Mongolian Style Thumb Ring
#5. Don't touch the arrow with your thumb. There is no need to use your thumb on the arrow or the bowstring. Same thing goes with your pinky finger.


#6a. The Predraw - Predraw refers to pulling the bowstring part way and then checking to see if everything feels okay. If something feels wrong just start over. If your body tells you something isn't right don't ignore it, start over. You could be gripping the bow wrong, your stance might be wrong, your grip on the bowstring could be twisting the bowstring more than usual - any number of things could feel wrong on a subconscious level and warrant starting over. This is referred to as "checking your predraw".

#6b. Pull the bowstring (not the arrow) back towards your face so it is under your right eye (or your left eye if you are left eye dominant). Don't pull it back to your ear. Pull back so it is near the corner of your mouth or your chin. This is so you can see clearly down the shaft of the arrow and now which direction it is going to go. Remember the spot where you pulled back to and continue pulling back to that point during each shot. That spot is referred to as your Anchor Point.

#7. Your forearm on your pulling arm should be aligned straight with the arrow. It should make a nice straight line with the arrow. If your elbow is too high or low your arm will shake more and your shots will be more errant. This is a common beginners mistake and it needs to be rectified so the archer can progress. The mistake is most common with archers who have never studied proper archery form.

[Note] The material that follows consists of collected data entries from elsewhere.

use dns_types::protocol::deserialise::{ConsumableBuffer, MalformedMessage};
use dns_types::protocol::serialise::{Transport, WritableBuffer, UDP_BODY_LIMIT};
use dns_types::protocol::types::test_util::*;
use dns_types::protocol::types::*;

#[test]
fn roundtrip_message() {
    for _ in 0..100 {
        let original = arbitrary_message();
        let deserialised = Message::from_octets(&original.to_octets(Transport::Tcp).unwrap());

        assert_eq!(Ok(original), deserialised);
    }
}

#[test]
fn roundtrip_header() {
    for _ in 0..100 {
        let original = Message {
            header: arbitrary_header(),
            questions: Vec::new(),
            answers: Vec::new(),
            authority: Vec::new(),
            additional: Vec::new(),
        };
        let deserialised = Message::from_octets(&original.to_octets(Transport::Tcp).unwrap());

        assert_eq!(Ok(original), deserialised);
    }
}

#[test]
fn roundtrip_question() {
    for _ in 0..100 {
        let original = arbitrary_question();

        let mut buffer = WritableBuffer::default();
        original.serialise(&mut buffer);
        let deserialised = Question::deserialise(0, &mut ConsumableBuffer::new(&buffer.octets));

        assert_eq!(Ok(original), deserialised);
    }
}

#[test]
fn roundtrip_resourcerecord() {
    for _ in 0..100 {
        let original = arbitrary_resourcerecord();

        let mut buffer = WritableBuffer::default();
        original.serialise(&mut buffer).unwrap();
        let deserialised =
            ResourceRecord::deserialise(0, &mut ConsumableBuffer::new(&buffer.octets));

        assert_eq!(Ok(original), deserialised);
    }
}

#[test]
fn roundtrip_domainname() {
    for _ in 0..100 {
        let original = arbitrary_domainname();

        let mut buffer = WritableBuffer::default();
        original.serialise(&mut buffer, true);
        let deserialised = DomainName::deserialise(0, &mut ConsumableBuffer::new(&buffer.octets));

        assert_eq!(Ok(original), deserialised);
    }
}

#[test]
fn second_occurrence_of_name_points_at_first() {
    let mut message = Message::from_question(
        1,
        Question {
            name: domain("example.com."),
            qtype: QueryType::Record(RecordType::A),
            qclass: QueryClass::Record(RecordClass::IN),
        },
    )
    .make_response();
    message.answers = vec![
        a_record("example.com.", [192, 0, 2, 1]),
        a_record("example.com.", [192, 0, 2, 2]),
    ];

    let octets = message.to_octets(Transport::Udp).unwrap();

    // header, then a 13 octet name with 4 octets of type and class
    let first_name = HEADER_LEN + 13 + 4;
    assert_eq!(b"\x07example\x03com\x00", &octets[first_name..first_name + 13]);

    // 13 octet name, 10 octets of fixed fields, 4 octets of address
    let second_name = first_name + 13 + 10 + 4;
    let pointer = 0xC000 | u16::try_from(first_name).unwrap();
    assert_eq!(
        pointer.to_be_bytes(),
        [octets[second_name], octets[second_name + 1]]
    );

    assert_eq!(Ok(message), Message::from_octets(&octets));
}

#[test]
#[rustfmt::skip]
fn pointer_into_earlier_name_is_followed() {
    let octets = [
        0, 1, 0, 0, 0, 2, 0, 0, 0, 0, 0, 0,
        // offset 12: "example.com."
        7, b'e', b'x', b'a', b'm', b'p', b'l', b'e', 3, b'c', b'o', b'm', 0,
        0, 1, 0, 1,
        // "www" then a pointer to offset 12
        3, b'w', b'w', b'w', 0b1100_0000, 12,
        0, 1, 0, 1,
    ];

    let message = Message::from_octets(&octets).unwrap();

    assert_eq!(2, message.questions.len());
    assert_eq!(domain("example.com."), message.questions[0].name);
    assert_eq!(domain("www.example.com."), message.questions[1].name);
    assert_eq!("www.example.com.", message.questions[1].name.to_string());
}

#[test]
fn udp_response_over_limit_is_clipped() {
    let mut message = Message::from_question(
        1,
        Question {
            name: domain("www.example.com."),
            qtype: QueryType::Record(RecordType::TXT),
            qclass: QueryClass::Record(RecordClass::IN),
        },
    )
    .make_response();
    // 12 + 21 + 27 + 540
    message.answers = vec![raw_record("www.example.com.", RecordType::TXT, &[b'x'; 540])];

    let natural = message.to_octets(Transport::Tcp).unwrap();
    assert_eq!(600, natural.len());

    let clipped = message.to_octets(Transport::Udp).unwrap();
    assert_eq!(UDP_BODY_LIMIT, clipped.len() - 4);
    assert_eq!(512, clipped.len());
    assert_eq!(HEADER_MASK_TC, clipped[2] & HEADER_MASK_TC);
    assert_eq!(&natural[4..512], &clipped[4..]);
}

#[test]
fn udp_response_under_limit_is_untouched() {
    let mut message = Message::from_question(
        1,
        Question {
            name: domain("www.example.com."),
            qtype: QueryType::Record(RecordType::TXT),
            qclass: QueryClass::Record(RecordClass::IN),
        },
    )
    .make_response();
    message.answers = vec![raw_record("www.example.com.", RecordType::TXT, &[b'x'; 340])];

    let octets = message.to_octets(Transport::Udp).unwrap();

    assert_eq!(400, octets.len());
    assert_eq!(0, octets[2] & HEADER_MASK_TC);
    assert_eq!(Ok(message), Message::from_octets(&octets));
}

#[test]
fn ten_octets_is_malformed() {
    let octets = [0x12, 0x34, 0, 0, 0, 0, 0, 0, 0, 0];

    assert_eq!(
        Err(MalformedMessage::HeaderTooShort(0x1234)),
        Message::from_octets(&octets)
    );
}

#[test]
fn missing_question_is_malformed() {
    let octets = [0x12, 0x34, 0, 0, 0, 1, 0, 0, 0, 0, 0, 0];

    let error = Message::from_octets(&octets).unwrap_err();

    assert_eq!(Some(0x1234), error.id());
}

#[test]
fn truncated_answer_is_malformed() {
    let mut message = Message::from_question(
        1,
        Question {
            name: domain("www.example.com."),
            qtype: QueryType::Record(RecordType::A),
            qclass: QueryClass::Record(RecordClass::IN),
        },
    )
    .make_response();
    message.answers = vec![a_record("www.example.com.", [1, 2, 3, 4])];

    let octets = message.to_octets(Transport::Tcp).unwrap();
    for len in 0..octets.len() {
        assert!(Message::from_octets(&octets[..len]).is_err());
    }
}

#8. While pulling the bowstring back keep your back / spine nice and straight. Curving the spine is a common beginners mistake. See photo of Marilyn Monroe below making this common mistake.


 #9. While aiming try to keep perfectly still. This is a difficult skill to master. An advanced skill is to learn to breathe into your belly so your chest doesn't go up and down.

#10. During your release try not to jerk your bow arm up / down or left / right. During the milliseconds during which your arrow is released any slight jerking motion in the bow can cause the arrow to go in a different direction.

#11. The Follow Through - After your release maintain the same position for a few seconds and follow your shot. This is more a mental practice than a physical one. Use the moment to try and learn from any mistakes you may have made.

#12. Draw another arrow and repeat, paying attention to your form. When in doubt have an archery instructor or a friend point out errors you are making in your form.

There is a lot more a person can learn on the topic of Proper Archery Form - I have touched only the bare essentials here. There is a lot more to learn if you are interested in having archery lessons.